Supplied records Block Start
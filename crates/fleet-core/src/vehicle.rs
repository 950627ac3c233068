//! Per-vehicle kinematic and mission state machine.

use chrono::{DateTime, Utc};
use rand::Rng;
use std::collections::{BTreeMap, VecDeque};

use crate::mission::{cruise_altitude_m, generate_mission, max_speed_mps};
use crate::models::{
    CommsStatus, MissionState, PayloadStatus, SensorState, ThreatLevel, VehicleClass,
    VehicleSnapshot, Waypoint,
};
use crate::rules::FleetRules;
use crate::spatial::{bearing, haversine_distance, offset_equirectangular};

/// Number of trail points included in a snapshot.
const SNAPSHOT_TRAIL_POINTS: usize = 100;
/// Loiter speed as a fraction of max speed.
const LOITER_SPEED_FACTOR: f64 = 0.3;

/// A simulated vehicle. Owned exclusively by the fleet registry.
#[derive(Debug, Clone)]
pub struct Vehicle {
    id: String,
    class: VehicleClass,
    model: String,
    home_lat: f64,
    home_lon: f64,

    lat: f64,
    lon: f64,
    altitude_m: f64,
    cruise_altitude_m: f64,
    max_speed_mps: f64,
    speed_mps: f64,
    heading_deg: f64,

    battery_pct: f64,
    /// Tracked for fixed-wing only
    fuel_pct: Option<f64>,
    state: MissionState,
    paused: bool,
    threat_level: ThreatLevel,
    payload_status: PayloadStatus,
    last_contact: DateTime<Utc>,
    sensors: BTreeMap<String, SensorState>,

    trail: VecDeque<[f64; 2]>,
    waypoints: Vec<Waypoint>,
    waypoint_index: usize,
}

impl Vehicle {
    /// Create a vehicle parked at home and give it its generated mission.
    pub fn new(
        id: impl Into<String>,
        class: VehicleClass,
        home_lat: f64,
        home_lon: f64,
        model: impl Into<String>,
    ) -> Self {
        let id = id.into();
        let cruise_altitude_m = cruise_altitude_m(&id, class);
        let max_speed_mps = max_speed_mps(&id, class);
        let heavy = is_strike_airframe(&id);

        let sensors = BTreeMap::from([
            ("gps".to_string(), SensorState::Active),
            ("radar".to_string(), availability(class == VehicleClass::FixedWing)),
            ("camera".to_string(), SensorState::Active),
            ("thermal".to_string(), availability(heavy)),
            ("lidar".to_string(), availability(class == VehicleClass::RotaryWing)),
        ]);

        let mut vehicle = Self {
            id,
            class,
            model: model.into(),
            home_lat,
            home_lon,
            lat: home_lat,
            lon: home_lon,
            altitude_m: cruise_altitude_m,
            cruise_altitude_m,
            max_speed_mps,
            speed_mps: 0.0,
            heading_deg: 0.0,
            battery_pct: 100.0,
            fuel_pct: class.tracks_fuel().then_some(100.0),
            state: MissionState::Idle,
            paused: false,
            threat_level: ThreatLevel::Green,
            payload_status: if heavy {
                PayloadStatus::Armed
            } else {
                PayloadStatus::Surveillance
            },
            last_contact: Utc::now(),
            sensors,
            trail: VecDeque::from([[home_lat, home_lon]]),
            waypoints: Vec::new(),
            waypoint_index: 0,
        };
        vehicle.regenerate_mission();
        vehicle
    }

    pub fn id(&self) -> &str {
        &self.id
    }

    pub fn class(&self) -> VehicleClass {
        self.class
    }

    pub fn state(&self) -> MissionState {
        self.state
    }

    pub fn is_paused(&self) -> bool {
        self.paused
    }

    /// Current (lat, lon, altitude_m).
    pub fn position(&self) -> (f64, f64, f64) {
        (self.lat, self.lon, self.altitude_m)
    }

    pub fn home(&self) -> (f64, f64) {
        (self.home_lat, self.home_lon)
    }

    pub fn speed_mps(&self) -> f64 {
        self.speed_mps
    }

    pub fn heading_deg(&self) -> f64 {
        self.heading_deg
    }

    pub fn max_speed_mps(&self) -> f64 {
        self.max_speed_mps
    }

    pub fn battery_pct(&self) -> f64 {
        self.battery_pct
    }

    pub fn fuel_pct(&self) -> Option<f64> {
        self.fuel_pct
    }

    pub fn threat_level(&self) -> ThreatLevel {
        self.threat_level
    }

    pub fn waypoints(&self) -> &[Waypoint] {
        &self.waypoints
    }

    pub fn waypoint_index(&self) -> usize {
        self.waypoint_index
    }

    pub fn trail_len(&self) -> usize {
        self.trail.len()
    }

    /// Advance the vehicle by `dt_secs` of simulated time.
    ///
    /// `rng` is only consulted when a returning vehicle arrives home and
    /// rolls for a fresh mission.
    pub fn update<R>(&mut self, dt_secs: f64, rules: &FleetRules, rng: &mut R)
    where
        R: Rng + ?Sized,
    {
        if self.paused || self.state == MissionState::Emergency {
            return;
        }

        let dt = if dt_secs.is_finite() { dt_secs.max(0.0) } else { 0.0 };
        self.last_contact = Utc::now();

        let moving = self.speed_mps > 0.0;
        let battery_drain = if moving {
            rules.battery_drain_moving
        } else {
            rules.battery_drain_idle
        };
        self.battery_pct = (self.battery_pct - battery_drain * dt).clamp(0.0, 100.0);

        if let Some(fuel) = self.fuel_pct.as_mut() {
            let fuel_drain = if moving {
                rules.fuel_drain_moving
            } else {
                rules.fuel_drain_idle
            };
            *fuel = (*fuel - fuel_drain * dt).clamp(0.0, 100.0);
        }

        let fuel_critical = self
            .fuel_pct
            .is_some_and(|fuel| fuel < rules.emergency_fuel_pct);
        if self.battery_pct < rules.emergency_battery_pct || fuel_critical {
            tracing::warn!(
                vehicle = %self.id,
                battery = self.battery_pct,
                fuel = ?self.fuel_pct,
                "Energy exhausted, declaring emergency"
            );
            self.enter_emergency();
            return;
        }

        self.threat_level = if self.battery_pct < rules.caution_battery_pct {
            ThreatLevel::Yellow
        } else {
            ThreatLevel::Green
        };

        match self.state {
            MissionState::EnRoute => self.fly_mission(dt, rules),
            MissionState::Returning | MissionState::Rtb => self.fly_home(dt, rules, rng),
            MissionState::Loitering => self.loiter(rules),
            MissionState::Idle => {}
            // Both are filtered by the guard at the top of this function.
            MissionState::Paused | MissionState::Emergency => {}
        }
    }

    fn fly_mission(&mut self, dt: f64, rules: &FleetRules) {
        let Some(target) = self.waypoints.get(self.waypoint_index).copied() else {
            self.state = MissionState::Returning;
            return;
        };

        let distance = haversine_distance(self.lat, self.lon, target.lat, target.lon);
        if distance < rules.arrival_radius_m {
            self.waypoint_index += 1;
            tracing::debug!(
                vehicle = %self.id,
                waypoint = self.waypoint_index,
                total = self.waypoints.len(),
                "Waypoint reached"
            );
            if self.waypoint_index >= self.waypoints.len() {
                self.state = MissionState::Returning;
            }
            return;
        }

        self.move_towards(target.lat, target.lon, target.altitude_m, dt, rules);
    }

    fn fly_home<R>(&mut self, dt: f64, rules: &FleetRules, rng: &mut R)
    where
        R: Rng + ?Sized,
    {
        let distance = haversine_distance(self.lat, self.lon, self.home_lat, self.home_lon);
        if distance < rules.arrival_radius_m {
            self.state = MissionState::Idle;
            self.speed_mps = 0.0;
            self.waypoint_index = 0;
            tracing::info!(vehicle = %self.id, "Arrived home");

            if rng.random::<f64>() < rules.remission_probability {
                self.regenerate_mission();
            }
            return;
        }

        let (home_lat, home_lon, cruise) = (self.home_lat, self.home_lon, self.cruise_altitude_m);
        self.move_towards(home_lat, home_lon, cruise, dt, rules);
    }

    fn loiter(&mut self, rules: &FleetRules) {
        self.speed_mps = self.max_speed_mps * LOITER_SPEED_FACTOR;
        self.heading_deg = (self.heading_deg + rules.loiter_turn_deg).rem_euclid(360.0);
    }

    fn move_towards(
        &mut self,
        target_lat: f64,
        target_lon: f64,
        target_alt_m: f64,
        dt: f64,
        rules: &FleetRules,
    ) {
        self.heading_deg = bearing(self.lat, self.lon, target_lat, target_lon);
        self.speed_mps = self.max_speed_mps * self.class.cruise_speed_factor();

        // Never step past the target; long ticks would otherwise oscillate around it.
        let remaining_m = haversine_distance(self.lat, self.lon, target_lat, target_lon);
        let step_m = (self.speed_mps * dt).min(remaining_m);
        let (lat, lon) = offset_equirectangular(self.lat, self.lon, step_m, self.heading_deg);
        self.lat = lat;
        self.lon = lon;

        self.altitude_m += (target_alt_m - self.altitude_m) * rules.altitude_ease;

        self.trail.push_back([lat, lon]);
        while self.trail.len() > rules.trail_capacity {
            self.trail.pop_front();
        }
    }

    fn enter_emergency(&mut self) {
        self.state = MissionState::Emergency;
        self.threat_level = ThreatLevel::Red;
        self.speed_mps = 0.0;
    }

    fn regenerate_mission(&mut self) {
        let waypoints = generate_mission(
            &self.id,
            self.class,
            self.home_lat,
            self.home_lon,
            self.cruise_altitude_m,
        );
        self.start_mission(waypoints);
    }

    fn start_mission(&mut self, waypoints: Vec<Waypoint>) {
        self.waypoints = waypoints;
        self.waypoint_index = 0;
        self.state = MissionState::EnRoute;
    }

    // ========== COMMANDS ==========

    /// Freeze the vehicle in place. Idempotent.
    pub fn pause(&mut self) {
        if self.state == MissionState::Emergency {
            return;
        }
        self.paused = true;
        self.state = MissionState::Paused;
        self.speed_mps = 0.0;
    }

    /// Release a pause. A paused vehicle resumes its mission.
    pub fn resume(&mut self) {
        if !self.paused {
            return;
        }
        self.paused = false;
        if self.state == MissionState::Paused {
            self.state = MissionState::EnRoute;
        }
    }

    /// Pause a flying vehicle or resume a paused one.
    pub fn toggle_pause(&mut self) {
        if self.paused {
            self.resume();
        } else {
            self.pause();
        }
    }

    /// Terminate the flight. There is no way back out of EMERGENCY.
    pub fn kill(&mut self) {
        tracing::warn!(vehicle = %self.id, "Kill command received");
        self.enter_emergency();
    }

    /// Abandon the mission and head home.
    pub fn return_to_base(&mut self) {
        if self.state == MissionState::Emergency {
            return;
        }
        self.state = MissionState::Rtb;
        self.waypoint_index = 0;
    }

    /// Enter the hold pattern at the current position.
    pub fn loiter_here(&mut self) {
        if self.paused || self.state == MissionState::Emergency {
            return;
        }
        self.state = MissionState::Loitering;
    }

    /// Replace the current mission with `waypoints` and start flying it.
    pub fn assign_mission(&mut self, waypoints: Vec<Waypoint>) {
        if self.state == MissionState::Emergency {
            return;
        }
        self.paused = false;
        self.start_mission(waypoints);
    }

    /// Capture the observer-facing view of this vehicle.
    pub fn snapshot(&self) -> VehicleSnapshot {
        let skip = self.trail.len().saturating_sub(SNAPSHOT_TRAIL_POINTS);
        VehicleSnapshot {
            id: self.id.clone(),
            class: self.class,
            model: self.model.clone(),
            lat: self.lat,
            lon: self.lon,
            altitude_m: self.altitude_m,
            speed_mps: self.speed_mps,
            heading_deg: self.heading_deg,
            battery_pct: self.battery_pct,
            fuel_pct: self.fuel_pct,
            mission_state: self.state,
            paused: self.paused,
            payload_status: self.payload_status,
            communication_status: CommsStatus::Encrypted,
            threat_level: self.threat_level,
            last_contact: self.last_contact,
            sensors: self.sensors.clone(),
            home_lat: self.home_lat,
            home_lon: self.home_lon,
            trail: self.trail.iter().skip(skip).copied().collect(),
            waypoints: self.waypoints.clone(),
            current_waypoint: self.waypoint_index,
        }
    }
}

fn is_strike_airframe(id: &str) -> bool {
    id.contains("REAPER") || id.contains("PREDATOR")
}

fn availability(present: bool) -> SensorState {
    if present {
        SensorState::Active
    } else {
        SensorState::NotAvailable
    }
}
Supplied records Block End
What the task requires:
The answer is the run of lines above from the line containing "Some(target) = self.waypoints.get(self.waypoint_index).copied()" through the line containing "fn loiter(&mut self, rules: &FleetRules)", copied exactly and alone.

Solution to this problem:
        let Some(target) = self.waypoints.get(self.waypoint_index).copied() else {
            self.state = MissionState::Returning;
            return;
        };

        let distance = haversine_distance(self.lat, self.lon, target.lat, target.lon);
        if distance < rules.arrival_radius_m {
            self.waypoint_index += 1;
            tracing::debug!(
                vehicle = %self.id,
                waypoint = self.waypoint_index,
                total = self.waypoints.len(),
                "Waypoint reached"
            );
            if self.waypoint_index >= self.waypoints.len() {
                self.state = MissionState::Returning;
            }
            return;
        }

        self.move_towards(target.lat, target.lon, target.altitude_m, dt, rules);
    }

    fn fly_home<R>(&mut self, dt: f64, rules: &FleetRules, rng: &mut R)
    where
        R: Rng + ?Sized,
    {
        let distance = haversine_distance(self.lat, self.lon, self.home_lat, self.home_lon);
        if distance < rules.arrival_radius_m {
            self.state = MissionState::Idle;
            self.speed_mps = 0.0;
            self.waypoint_index = 0;
            tracing::info!(vehicle = %self.id, "Arrived home");

            if rng.random::<f64>() < rules.remission_probability {
                self.regenerate_mission();
            }
            return;
        }

        let (home_lat, home_lon, cruise) = (self.home_lat, self.home_lon, self.cruise_altitude_m);
        self.move_towards(home_lat, home_lon, cruise, dt, rules);
    }

    fn loiter(&mut self, rules: &FleetRules) {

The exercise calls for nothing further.